_Try it_. For every line in the records that has the word "Unchanged", make a copy.

◆ ◆ ◆ ◆ ◆

impl PayoutService {
    pub fn new(
        payouts: Arc<dyn PayoutRepository>,
        billing: Arc<SubscriptionBillingService>,
        orchestrator: Arc<PaymentOrchestrator>,
        config: PayoutConfig,
    ) -> Self {
        let providers = orchestrator.providers().clone();
        Self {
            payouts,
            billing,
            orchestrator,
            providers,
            config,
        }
    }

    // ========================================================================
    // Earnings
    // ========================================================================

    /// Credits one earning per order line. Lines credited before are skipped.
    pub async fn credit_order_earnings(&self, order: &Order) -> PayoutResult<Vec<SellerEarning>> {
        let mut credited = Vec::with_capacity(order.lines.len());
        for line in &order.lines {
            let rate = self.billing.commission_rate_for(line.seller_id).await?;
            let platform_fee = apply_rate(line.amount, rate);
            let earning = self
                .payouts
                .credit_earning(NewSellerEarning {
                    seller_id: line.seller_id,
                    order_id: order.id,
                    order_line_id: line.id,
                    gross_amount: line.amount,
                    platform_fee,
                    net_amount: line.amount - platform_fee,
                    currency: order.currency.clone(),
                })
                .await?;

            match earning {
                Some(earning) => {
                    info!(
                        order_id = %order.id,
                        order_line_id = %line.id,
                        seller_id = %line.seller_id,
                        gross_amount = earning.gross_amount,
                        platform_fee = earning.platform_fee,
                        net_amount = earning.net_amount,
                        "seller earning credited"
                    );
                    credited.push(earning);
                }
                None => info!(
                    order_id = %order.id,
                    order_line_id = %line.id,
                    "earning already credited"
                ),
            }
        }
        Ok(credited)
    }

    pub async fn list_earnings(&self, seller_id: Uuid) -> PayoutResult<Vec<SellerEarning>> {
        Ok(self.payouts.list_earnings(seller_id).await?)
    }

    pub async fn balance(
        &self,
        seller_id: Uuid,
        currency: Option<&str>,
    ) -> PayoutResult<BalanceSummary> {
        let currency = currency.unwrap_or(&self.config.currency).to_string();
        let totals = self.payouts.balance_totals(seller_id, &currency).await?;
        Ok(BalanceSummary::new(seller_id, currency, totals))
    }

    // ========================================================================
    // Withdrawals
    // ========================================================================

    pub async fn request_withdrawal(
        &self,
        seller_id: Uuid,
        input: WithdrawalInput,
    ) -> PayoutResult<WithdrawalOutcome> {
        if input.amount <= 0 {
            return Err(PayoutError::InvalidAmount {
                amount: input.amount,
                reason: "amount must be greater than zero".to_string(),
            });
        }
        if input.amount < self.config.min_withdrawal_amount {
            return Err(PayoutError::InvalidAmount {
                amount: input.amount,
                reason: format!(
                    "minimum withdrawal is {}",
                    self.config.min_withdrawal_amount
                ),
            });
        }
        self.validate_destination(&input.destination)?;

        let fee = apply_rate(input.amount, self.config.withdrawal_fee_rate);
        let net_amount = input.amount - fee;
        if net_amount <= 0 {
            return Err(PayoutError::InvalidAmount {
                amount: input.amount,
                reason: "amount does not cover the withdrawal fee".to_string(),
            });
        }
        let currency = input
            .currency
            .unwrap_or_else(|| self.config.currency.clone());

        let reservation = self
            .payouts
            .reserve_withdrawal(NewWithdrawal {
                seller_id,
                amount: input.amount,
                fee,
                net_amount,
                currency: currency.clone(),
                destination: input.destination.clone(),
            })
            .await?;

        let withdrawal = match reservation {
            ReservationOutcome::Reserved(withdrawal) => withdrawal,
            ReservationOutcome::Insufficient { available } => {
                info!(
                    seller_id = %seller_id,
                    requested = input.amount,
                    available,
                    "withdrawal rejected for insufficient balance"
                );
                return Err(PayoutError::InsufficientBalance {
                    available,
                    requested: input.amount,
                });
            }
        };
        info!(
            withdrawal_id = %withdrawal.id,
            seller_id = %seller_id,
            amount = withdrawal.amount,
            fee = withdrawal.fee,
            net_amount = withdrawal.net_amount,
            "withdrawal reserved"
        );

        let submitted = self
            .orchestrator
            .disburse(SubmitPaymentRequest {
                user_id: seller_id,
                purpose: PaymentPurpose::Withdrawal,
                amount: Money::new(net_amount, currency),
                payer: input.destination,
                linked_entity_id: Some(withdrawal.id),
                description: Some("Seller withdrawal".to_string()),
                idempotency_reference: Some(format!(
                    "{}-{}",
                    PaymentPurpose::Withdrawal.reference_prefix(),
                    withdrawal.id.simple()
                )),
                metadata: None,
            })
            .await;

        let payment = match submitted {
            Ok(payment) => payment,
            Err(source) => {
                if let OrchestratorError::ProviderFailed { transaction_id, .. }
                | OrchestratorError::Unrecorded { transaction_id, .. } = &source
                {
                    self.payouts
                        .attach_transaction(withdrawal.id, *transaction_id)
                        .await?;
                }
                if source.nothing_sent() {
                    error!(
                        withdrawal_id = %withdrawal.id,
                        error = %source,
                        "withdrawal disbursement failed"
                    );
                    self.payouts
                        .update_withdrawal_status(
                            withdrawal.id,
                            &WithdrawalStatus::RESERVED,
                            WithdrawalStatus::Failed,
                            Some(&source.to_string()),
                        )
                        .await?;
                } else {
                    // The provider may be paying out; the balance stays
                    // reserved until reconciliation learns the outcome.
                    warn!(
                        withdrawal_id = %withdrawal.id,
                        error = %source,
                        "withdrawal disbursement outcome unknown, reservation kept"
                    );
                }
                return Err(PayoutError::Submission {
                    withdrawal_id: withdrawal.id,
                    source,
                });
            }
        };

        self.payouts
            .attach_transaction(withdrawal.id, payment.transaction.id)
            .await?;
        // Settlement may already have happened if the provider called back fast.
        let withdrawal = match self.settle_withdrawal(&payment.transaction).await? {
            Some(updated) => updated,
            None => self
                .payouts
                .find_withdrawal(withdrawal.id)
                .await?
                .unwrap_or(withdrawal),
        };

        Ok(WithdrawalOutcome {
            withdrawal,
            payment,
        })
    }

    fn validate_destination(&self, destination: &PayerDetails) -> PayoutResult<()> {
        if destination.provider_kind() != ProviderKind::Push {
            return Err(PayoutError::InvalidDestination(
                "withdrawals can only be paid out to a mobile money number".to_string(),
            ));
        }
        let provider = self
            .providers
            .get(ProviderKind::Push)
            .map_err(|e| PayoutError::InvalidDestination(e.user_message()))?;
        provider
            .validate_payer(destination)
            .map_err(|e| PayoutError::InvalidDestination(e.user_message()))
    }

    /// Moves the withdrawal linked to `transaction` in step with the ledger
    /// row. Returns `None` when the withdrawal had already moved on.
    pub async fn settle_withdrawal(
        &self,
        transaction: &PaymentTransaction,
    ) -> PayoutResult<Option<WithdrawalRequest>> {
        let withdrawal_id = match transaction.linked_entity_id {
            Some(id) => Some(id),
            None => self
                .payouts
                .find_withdrawal_by_transaction(transaction.id)
                .await?
                .map(|w| w.id),
        };
        let Some(withdrawal_id) = withdrawal_id else {
            warn!(transaction_id = %transaction.id, "withdrawal transaction has no withdrawal");
            return Ok(None);
        };

        let (from, to, message): (&[WithdrawalStatus], WithdrawalStatus, Option<&str>) =
            match transaction.state {
                TransactionState::Pending => return Ok(None),
                TransactionState::Processing => (
                    &[WithdrawalStatus::Pending],
                    WithdrawalStatus::Processing,
                    None,
                ),
                TransactionState::Completed => {
                    (&WithdrawalStatus::RESERVED, WithdrawalStatus::Completed, None)
                }
                TransactionState::Failed => (
                    &WithdrawalStatus::RESERVED,
                    WithdrawalStatus::Failed,
                    Some("provider reported the disbursement failed"),
                ),
                TransactionState::Cancelled => (
                    &WithdrawalStatus::RESERVED,
                    WithdrawalStatus::Cancelled,
                    Some("disbursement was cancelled"),
                ),
            };

        let updated = self
            .payouts
            .update_withdrawal_status(withdrawal_id, from, to, message)
            .await?;
        if let Some(withdrawal) = &updated {
            info!(
                withdrawal_id = %withdrawal.id,
                transaction_id = %transaction.id,
                to_state = %withdrawal.status,
                "withdrawal status updated"
            );
        }
        Ok(updated)
    }

    pub async fn list_withdrawals(&self, seller_id: Uuid) -> PayoutResult<Vec<WithdrawalRequest>> {
        Ok(self.payouts.list_withdrawals(seller_id).await?)
    }

    pub async fn get_withdrawal(&self, id: Uuid) -> PayoutResult<Option<WithdrawalRequest>> {
        Ok(self.payouts.find_withdrawal(id).await?)
    }
}
impl SubscriptionBillingService {
    pub fn new(
        subscriptions: Arc<dyn SubscriptionRepository>,
        orchestrator: Arc<PaymentOrchestrator>,
        config: BillingConfig,
    ) -> Self {
        Self {
            subscriptions,
            orchestrator,
            config,
        }
    }

    fn cycle(&self) -> Duration {
        Duration::days(self.config.cycle_days)
    }

    /// Returns the seller's subscription, enrolling them on the standard
    /// percentage plan on first use.
    pub async fn get_or_default(&self, seller_id: Uuid) -> BillingResult<Subscription> {
        if let Some(existing) = self.subscriptions.find_subscription_by_seller(seller_id).await? {
            return Ok(existing);
        }
        let created = self
            .subscriptions
            .create_subscription(NewSubscription {
                seller_id,
                plan: PlanId::PercentageStandard,
                monthly_price: 0,
                currency: self.config.currency.clone(),
                expires_at: Utc::now() + self.cycle(),
            })
            .await;
        match created {
            Ok(subscription) => {
                info!(seller_id = %seller_id, plan = %subscription.plan, "seller enrolled on default plan");
                Ok(subscription)
            }
            // Lost a race with a concurrent enrolment.
            Err(e) if e.is_unique_violation() => self
                .subscriptions
                .find_subscription_by_seller(seller_id)
                .await?
                .ok_or(BillingError::SubscriptionNotFound(seller_id)),
            Err(e) => Err(e.into()),
        }
    }

    pub async fn get(&self, seller_id: Uuid) -> BillingResult<Subscription> {
        self.subscriptions
            .find_subscription_by_seller(seller_id)
            .await?
            .ok_or(BillingError::SubscriptionNotFound(seller_id))
    }

    pub async fn change_plan(
        &self,
        seller_id: Uuid,
        request: PlanChangeRequest,
    ) -> BillingResult<PlanChangeOutcome> {
        let current = self.get_or_default(seller_id).await?;
        let target = request.target_plan;

        if current.has_pending_change() {
            return Err(BillingError::PlanChangeRejected(format!(
                "a change to {} is awaiting payment",
                current
                    .pending_plan
                    .map(|p| p.to_string())
                    .unwrap_or_else(|| "another plan".to_string())
            )));
        }

        if target == current.plan
            && current.status == SubscriptionStatus::Active
            && current.scheduled_price.is_none()
        {
            return Ok(PlanChangeOutcome {
                kind: PlanChangeKind::Unchanged,
                subscription: current,
                payment: None,
            });
        }

        // A lapsed subscription has no paid cycle left to defer into.
        let kind = if current.has_lapsed(Utc::now())
            && target.pricing_model() == PricingModel::Subscription
        {
            PlanChangeKind::PaymentRequired
        } else {
            classify_change(current.plan, current.monthly_price, target)
        };
        info!(
            seller_id = %seller_id,
            from_plan = %current.plan,
            to_plan = %target,
            change = ?kind,
            "plan change requested"
        );

        match kind {
            PlanChangeKind::Immediate => {
                self.switch(
                    &current,
                    kind,
                    PlanSwitch::Immediate {
                        plan: target,
                        monthly_price: target.monthly_price(),
                    },
                )
                .await
            }
            // The price already paid for this cycle stays in force.
            PlanChangeKind::Deferred => {
                self.switch(
                    &current,
                    kind,
                    PlanSwitch::AtCycleEnd {
                        plan: target,
                        monthly_price: target.monthly_price(),
                    },
                )
                .await
            }
            PlanChangeKind::PaymentRequired => self.start_upgrade(current, request).await,
            PlanChangeKind::Unchanged => Ok(PlanChangeOutcome {
                kind,
                subscription: current,
                payment: None,
            }),
        }
    }

    async fn switch(
        &self,
        current: &Subscription,
        kind: PlanChangeKind,
        switch: PlanSwitch,
    ) -> BillingResult<PlanChangeOutcome> {
        let subscription = self
            .subscriptions
            .switch_plan(current.id, switch)
            .await?
            .ok_or_else(|| {
                BillingError::PlanChangeRejected("another change is awaiting payment".to_string())
            })?;
        Ok(PlanChangeOutcome {
            kind,
            subscription,
            payment: None,
        })
    }

    /// Amount charged to move `current` onto `target`. A lapsed subscription
    /// pays the full price of a fresh cycle.
    pub fn upgrade_charge(&self, current: &Subscription, target: PlanId) -> i64 {
        if current.has_lapsed(Utc::now()) {
            return target.monthly_price();
        }
        match (current.pricing_model(), self.config.upgrade_charge_policy) {
            (PricingModel::Percentage, _) => target.monthly_price(),
            (PricingModel::Subscription, UpgradeChargePolicy::FullPrice) => target.monthly_price(),
            (PricingModel::Subscription, UpgradeChargePolicy::Delta) => {
                (target.monthly_price() - current.monthly_price).max(0)
            }
        }
    }

    async fn start_upgrade(
        &self,
        current: Subscription,
        request: PlanChangeRequest,
    ) -> BillingResult<PlanChangeOutcome> {
        let target = request.target_plan;
        let payer = request.payer.ok_or(BillingError::PayerRequired(target))?;
        let charge = self.upgrade_charge(&current, target);

        let payment = self
            .orchestrator
            .submit(SubmitPaymentRequest {
                user_id: current.seller_id,
                purpose: PaymentPurpose::SubscriptionUpgrade,
                amount: Money::new(charge, current.currency.clone()),
                payer,
                linked_entity_id: Some(current.id),
                description: Some(format!("Upgrade to {}", target)),
                idempotency_reference: request.idempotency_reference,
                metadata: Some(serde_json::json!({
                    "from_plan": current.plan,
                    "to_plan": target,
                })),
            })
            .await?;

        if payment.duplicate {
            return Err(BillingError::PlanChangeRejected(format!(
                "payment {} was already submitted",
                payment.transaction.idempotency_reference
            )));
        }

        let Some(mut saved) = self
            .subscriptions
            .begin_pending_change(
                current.id,
                target,
                target.monthly_price(),
                payment.transaction.id,
            )
            .await?
        else {
            error!(
                seller_id = %current.seller_id,
                subscription_id = %current.id,
                transaction_id = %payment.transaction.id,
                "concurrent plan change won; upgrade payment is not tied to the subscription"
            );
            return Err(BillingError::PlanChangeRejected(
                "another change is awaiting payment".to_string(),
            ));
        };
        info!(
            seller_id = %current.seller_id,
            subscription_id = %current.id,
            transaction_id = %payment.transaction.id,
            to_plan = %target,
            amount = charge,
            "plan change awaiting payment"
        );

        // A webhook may have settled the row before the pending change was
        // stored, in which case its fan-out found nothing to commit.
        let latest = self.orchestrator.ledger().get(payment.transaction.id).await?;
        if latest.state.is_terminal() {
            if let Some(settled) = self.settle_upgrade(&latest).await? {
                saved = settled;
            }
        }

        Ok(PlanChangeOutcome {
            kind: PlanChangeKind::PaymentRequired,
            subscription: saved,
            payment: Some(payment),
        })
    }

    /// Applies a terminal upgrade transaction to its subscription: `completed`
    /// commits the awaiting change and starts a new cycle, `failed` or
    /// `cancelled` drops it. Returns `None` when there was nothing to do.
    pub async fn settle_upgrade(
        &self,
        transaction: &PaymentTransaction,
    ) -> BillingResult<Option<Subscription>> {
        let Some(subscription_id) = transaction.linked_entity_id else {
            warn!(transaction_id = %transaction.id, "upgrade transaction has no subscription link");
            return Ok(None);
        };

        let result = match transaction.state {
            TransactionState::Completed => {
                self.subscriptions
                    .commit_pending_change(subscription_id, transaction.id, Utc::now() + self.cycle())
                    .await?
            }
            TransactionState::Failed | TransactionState::Cancelled => {
                self.subscriptions
                    .clear_pending_change(subscription_id, transaction.id)
                    .await?
            }
            TransactionState::Pending | TransactionState::Processing => return Ok(None),
        };

        match &result {
            Some(subscription) => info!(
                subscription_id = %subscription_id,
                transaction_id = %transaction.id,
                to_state = %transaction.state,
                plan = %subscription.plan,
                monthly_price = subscription.monthly_price,
                "subscription upgrade settled"
            ),
            None => info!(
                subscription_id = %subscription_id,
                transaction_id = %transaction.id,
                "no awaiting change matched upgrade transaction"
            ),
        }
        Ok(result)
    }

    /// Cancels the subscription. Access continues until `expires_at`; an
    /// upgrade payment already in flight still commits if it completes.
    pub async fn cancel(&self, seller_id: Uuid) -> BillingResult<Subscription> {
        let current = self.get(seller_id).await?;
        let Some(saved) = self.subscriptions.cancel_subscription(current.id).await? else {
            return self.get(seller_id).await;
        };
        info!(
            seller_id = %seller_id,
            plan = %saved.plan,
            expires_at = %saved.expires_at,
            "subscription cancelled"
        );
        Ok(saved)
    }

    /// Commission taken from the seller's sales under their current plan.
    /// A cancelled subscription falls back to the percentage rate once the
    /// paid period is over.
    pub async fn commission_rate_for(&self, seller_id: Uuid) -> BillingResult<Decimal> {
        let subscription = self.subscriptions.find_subscription_by_seller(seller_id).await?;
        let model = match subscription {
            Some(sub) if sub.has_lapsed(Utc::now()) => PricingModel::Percentage,
            Some(sub) => sub.pricing_model(),
            None => PricingModel::Percentage,
        };
        Ok(match model {
            PricingModel::Percentage => self.config.percentage_commission_rate,
            PricingModel::Subscription => self.config.subscription_commission_rate,
        })
    }

    /// Rolls over cycles that ended with a deferred price change waiting.
    pub async fn apply_due_scheduled_changes(
        &self,
        now: DateTime<Utc>,
        limit: i64,
    ) -> BillingResult<usize> {
        let due = self
            .subscriptions
            .find_due_scheduled_changes(now, limit)
            .await?;
        let mut applied = 0;
        for subscription in due {
            let next_expiry = subscription.expires_at + self.cycle();
            if let Some(updated) = self
                .subscriptions
                .apply_scheduled_price(subscription.id, subscription.expires_at, next_expiry)
                .await?
            {
                applied += 1;
                info!(
                    subscription_id = %updated.id,
                    seller_id = %updated.seller_id,
                    plan = %updated.plan,
                    monthly_price = updated.monthly_price,
                    expires_at = %updated.expires_at,
                    "scheduled price applied"
                );
            }
        }
        Ok(applied)
    }
}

◆ ◆ ◆ ◆ ◆

_Reply_.
                kind: PlanChangeKind::Unchanged,
            PlanChangeKind::Unchanged => Ok(PlanChangeOutcome {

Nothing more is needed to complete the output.